Bolsonaro não escolhe palavras, claudica na construção de frases e discursa aos arrancos. Pior, tem o Jair vários porta-vozes, desde membros da própria família, quanto representantes de Deus na terra e esposa que também picada foi pela mosca azul: que confusão… tarefa árdua até para adestrador de circo em jaula de felinos.
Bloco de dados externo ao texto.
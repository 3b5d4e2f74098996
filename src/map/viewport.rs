// Camera policy after the filtered list changes, as an explicit decision table:
//
//   applied query | results | exact name match | rule           | camera          | selection
//   --------------+---------+------------------+----------------+-----------------+----------------
//   empty         | 0       | -                | OverviewEmpty  | keep            | clear
//   empty         | >= 1    | -                | Overview       | fit (overview)  | clear
//   non-empty     | 0       | -                | NoResults      | keep            | clear
//   non-empty     | 1       | -                | SingleResult   | fly (search)    | that result
//   non-empty     | >= 2    | yes              | ExactMatch     | fly (search)    | the match
//   non-empty     | >= 2    | no               | SearchOverview | fit (search)    | keep if visible
use serde::{Deserialize, Serialize};

use super::surface::{BoundsFit, Flight};
use crate::filter::exact_name_match;
use crate::model::{Product, ProductId};
use crate::position::padded_bounds;

/// Zoom levels, durations (seconds) and padding ratios for every camera move.
#[derive(Debug, Clone, Copy, PartialEq, Serialize, Deserialize)]
#[serde(default)]
pub struct CameraPolicy {
    pub marker_zoom: f64,
    pub marker_duration: f64,
    pub search_zoom: f64,
    pub search_duration: f64,
    pub locate_zoom: f64,
    pub locate_duration: f64,
    pub overview_padding: f64,
    pub overview_duration: f64,
    pub search_padding: f64,
    pub search_fit_duration: f64,
}

impl Default for CameraPolicy {
    fn default() -> Self {
        Self {
            marker_zoom: 15.0,
            marker_duration: 1.5,
            search_zoom: 14.0,
            search_duration: 2.0,
            locate_zoom: 13.0,
            locate_duration: 2.0,
            overview_padding: 0.1,
            overview_duration: 1.0,
            search_padding: 0.3,
            search_fit_duration: 1.5,
        }
    }
}

#[derive(Debug, Clone, Copy, PartialEq, Eq)]
pub enum Rule {
    /// No query and nothing to show
    OverviewEmpty,
    Overview,
    /// The query matched nothing; the camera stays where it is
    NoResults,
    /// Index into the result list
    SingleResult(usize),
    ExactMatch(usize),
    SearchOverview,
}

#[derive(Debug, Clone, Copy, PartialEq)]
pub enum CameraAction {
    Keep,
    FitBounds(BoundsFit),
    FlyTo(Flight),
}

#[derive(Debug, Clone, PartialEq)]
pub enum SelectionEffect {
    Clear,
    Select(ProductId),
    RetainIfVisible,
}

#[derive(Debug, Clone, PartialEq)]
pub struct ViewportDecision {
    pub rule: Rule,
    pub camera: CameraAction,
    pub selection: SelectionEffect,
}

pub fn classify(applied_query: &str, results: &[Product]) -> Rule {
    let query = applied_query.trim();
    if query.is_empty() {
        return if results.is_empty() { Rule::OverviewEmpty } else { Rule::Overview };
    }
    match results.len() {
        0 => Rule::NoResults,
        1 => Rule::SingleResult(0),
        _ => match exact_name_match(results, query) {
            Some(hit) => {
                let idx = results.iter().position(|p| p.id == hit.id).unwrap_or(0);
                Rule::ExactMatch(idx)
            }
            None => Rule::SearchOverview,
        },
    }
}

pub fn decide(applied_query: &str, results: &[Product], policy: &CameraPolicy) -> ViewportDecision {
    let rule = classify(applied_query, results);
    let fit = |pad: f64, duration: f64| {
        let points: Vec<_> = results.iter().map(|p| p.point()).collect();
        match padded_bounds(&points, pad) {
            Some(bounds) => CameraAction::FitBounds(BoundsFit { bounds, duration }),
            None => CameraAction::Keep,
        }
    };
    let fly = |idx: usize| {
        let p = &results[idx];
        (
            CameraAction::FlyTo(Flight {
                target: p.point(),
                zoom: policy.search_zoom,
                duration: policy.search_duration,
            }),
            SelectionEffect::Select(p.id.clone()),
        )
    };

    let (camera, selection) = match rule {
        Rule::OverviewEmpty | Rule::NoResults => (CameraAction::Keep, SelectionEffect::Clear),
        Rule::Overview => {
            (fit(policy.overview_padding, policy.overview_duration), SelectionEffect::Clear)
        }
        Rule::SingleResult(idx) | Rule::ExactMatch(idx) => fly(idx),
        Rule::SearchOverview => {
            (fit(policy.search_padding, policy.search_fit_duration), SelectionEffect::RetainIfVisible)
        }
    };
    ViewportDecision { rule, camera, selection }
}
Ademais, mesmo com tanto discurso e falação, mais de um presidente se viu na cadeia onde, aliás, ainda existe espaço reservado para outros tantos.
Em meio a tanta falação e ao silêncio estratégico do Supremo, com exceção do ministro Gilmar Mendes, que não resiste a uma entrevista, desponta a Casa do Povo, cujo Congresso empareda o seu presidente e pugna pelo perdão para quem não foi condenado e o Brasil ainda tem intérprete nos Estados Unidos cuidando de fazer isto e aquilo outro, mas com a mão do gato. Pior, o indivíduo ainda recebe salário e faz ameaças. Na imprensa notícias sobre quem abocanhou um tanto, via doações de condoídos, e a tentativa de livrá-lo da pecha com a qual as ruas contemplam aqueles que amealham o indevido. E, ainda, na pauta que se alinha no horizonte próximo, o destino daqueles que tentaram o temerário, mas não deram conta, e agora dizem que era tudo de mentirinha, apenas um ensaio literário para curso de iniciantes em incidentes e eventualidades inerentes à gestão política.
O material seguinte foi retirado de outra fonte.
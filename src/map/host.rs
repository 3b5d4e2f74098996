// Fire-and-forget requests to the host platform: turn-by-turn directions,
// the phone dialer and the device position.
use geo::Point;
use tracing::debug;

use crate::model::Product;

pub trait HostPlatform {
    fn open_url(&mut self, url: &str);
}

pub trait Geolocation {
    fn current_position(&self) -> Option<Point<f64>>;
}

/// Desktop stand-in for a GPS fix: a configured location, or nothing.
#[derive(Debug, Clone, Copy, Default)]
pub struct FixedLocation(pub Option<Point<f64>>);

impl Geolocation for FixedLocation {
    fn current_position(&self) -> Option<Point<f64>> {
        self.0
    }
}

pub fn directions_url(lat: f64, lng: f64) -> String {
    format!("https://www.google.com/maps/dir/?api=1&destination={},{}", lat, lng)
}

/// None when there is nothing dialable
pub fn dial_url(contact: &str) -> Option<String> {
    let number: String = contact.chars().filter(|c| !c.is_whitespace()).collect();
    if number.is_empty() { None } else { Some(format!("tel:{}", number)) }
}

pub fn open_directions(host: &mut dyn HostPlatform, product: &Product) {
    let url = directions_url(product.location.lat, product.location.lng);
    debug!("Directions to {}: {}", product.name, url);
    host.open_url(&url);
}

/// Returns false when the product has no contact number
pub fn call_contact(host: &mut dyn HostPlatform, product: &Product) -> bool {
    match dial_url(&product.contact) {
        Some(url) => {
            host.open_url(&url);
            true
        }
        None => {
            debug!("No contact number for {}", product.name);
            false
        }
    }
}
Ai do Brasil, no qual para ser presidente da República basta saber ler e escrever e ter título de eleitor válido.
No curso da confusão, Lady Ramona, cafetina de larga experiência na oferta de satisfação no trato de demandas viris, mantém o seu recanto organizado e sem problemas. Lá não tem discurso. As pessoas se divertem, mas falam baixo. Ninguém desafia a Lady. Ela não usa droga, fala com fluência dois idiomas e não ingere bebida alcoólica. Telefone celular, no local, nem pensar, é proibido. Não existe conta corrente nem desconto. O dinheiro corre em espécie e o fiado morreu de esperar. Na casa, o PIX é apelido de gato siamês, presente de frequentador gay argentino, que se enamorou do segurança e foi descartado. A contabilidade é segura, não existe déficit orçamentário. Inflação, jamais: o equilíbrio entre a oferta e a demanda é sagrado. Brigas, nem pensar, a casa não perdoa e manda sair, inclusive personagens de desavenças entre clientes. O lugar tem seguro, assistência médica e a música não perturba a vizinhança e sequer prejudica o desempenho da clientela. A iluminação é educada, para não realçar defeitos, e o desfibrilador está sempre à mão e a ambulância à porta ampara qualquer emergência. Pagamento no cartão sai em nome de instituição de caridade e pode ser parcelado. Lá homem não tem idade e mulher feia não entra. Os impostos são pagos na forma da lei e a propina é discreta, no conta-gotas, para atender a pequenas extorsões e ameaças de autoridades de baixo escalão. Apalpação não acontece, nem bolinagem gratuita. Encostou, tem que pagar. Lady Ramona dá conta do recado e o local é exemplar. Na casa não acontecem escândalos e nem pequenos ou grandes delitos.
Demerval, o Quaresma, sócio remido e contemplativo do ambiente, do alto de sua idade provecta e de notável experiência acumulada, dizia:
“As putas no poder, já que seus filhos lá estão”.